Information given: Begin

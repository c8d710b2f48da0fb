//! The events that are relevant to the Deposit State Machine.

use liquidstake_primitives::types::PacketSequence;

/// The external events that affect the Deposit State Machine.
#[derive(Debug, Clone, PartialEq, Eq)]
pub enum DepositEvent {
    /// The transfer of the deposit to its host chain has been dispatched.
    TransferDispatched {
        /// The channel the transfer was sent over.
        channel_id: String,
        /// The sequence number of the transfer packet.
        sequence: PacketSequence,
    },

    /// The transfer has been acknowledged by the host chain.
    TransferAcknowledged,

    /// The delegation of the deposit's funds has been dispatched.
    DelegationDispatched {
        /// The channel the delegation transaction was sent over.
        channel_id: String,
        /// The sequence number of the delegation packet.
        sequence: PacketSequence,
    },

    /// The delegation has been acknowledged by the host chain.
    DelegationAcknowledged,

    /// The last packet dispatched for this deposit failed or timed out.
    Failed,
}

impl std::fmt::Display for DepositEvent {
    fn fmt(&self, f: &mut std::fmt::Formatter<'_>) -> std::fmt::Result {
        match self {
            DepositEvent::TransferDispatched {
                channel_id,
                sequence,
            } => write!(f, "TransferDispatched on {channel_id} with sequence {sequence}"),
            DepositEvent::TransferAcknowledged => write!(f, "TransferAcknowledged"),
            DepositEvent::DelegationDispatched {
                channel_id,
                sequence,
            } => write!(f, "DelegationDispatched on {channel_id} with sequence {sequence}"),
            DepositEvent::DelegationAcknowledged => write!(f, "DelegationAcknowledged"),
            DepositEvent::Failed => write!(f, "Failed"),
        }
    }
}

Information given: End
Information given: Begin

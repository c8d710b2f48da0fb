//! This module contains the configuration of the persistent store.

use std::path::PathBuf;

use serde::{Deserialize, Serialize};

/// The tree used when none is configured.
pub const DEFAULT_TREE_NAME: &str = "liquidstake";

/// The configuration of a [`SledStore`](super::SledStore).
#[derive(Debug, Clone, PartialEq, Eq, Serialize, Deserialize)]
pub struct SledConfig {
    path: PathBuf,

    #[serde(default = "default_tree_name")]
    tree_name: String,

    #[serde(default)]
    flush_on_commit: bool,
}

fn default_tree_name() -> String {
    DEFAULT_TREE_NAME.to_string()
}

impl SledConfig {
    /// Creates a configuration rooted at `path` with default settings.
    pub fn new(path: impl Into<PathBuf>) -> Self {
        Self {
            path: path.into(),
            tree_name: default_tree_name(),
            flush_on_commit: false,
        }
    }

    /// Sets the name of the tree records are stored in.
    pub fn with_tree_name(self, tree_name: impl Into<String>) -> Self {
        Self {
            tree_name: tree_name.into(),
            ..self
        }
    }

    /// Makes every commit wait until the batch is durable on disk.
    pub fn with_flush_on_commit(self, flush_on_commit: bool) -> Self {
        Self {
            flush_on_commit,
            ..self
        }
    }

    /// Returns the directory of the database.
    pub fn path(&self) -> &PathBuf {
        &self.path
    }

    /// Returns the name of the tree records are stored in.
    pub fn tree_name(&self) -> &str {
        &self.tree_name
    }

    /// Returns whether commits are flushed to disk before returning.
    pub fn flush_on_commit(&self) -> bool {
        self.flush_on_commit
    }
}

Information given: End

▸ **What is needed**: Review the entries above and return every line where "disk" appears.

▸ **Result of this exercise**:
    /// Makes every commit wait until the batch is durable on disk.
    /// Returns whether commits are flushed to disk before returning.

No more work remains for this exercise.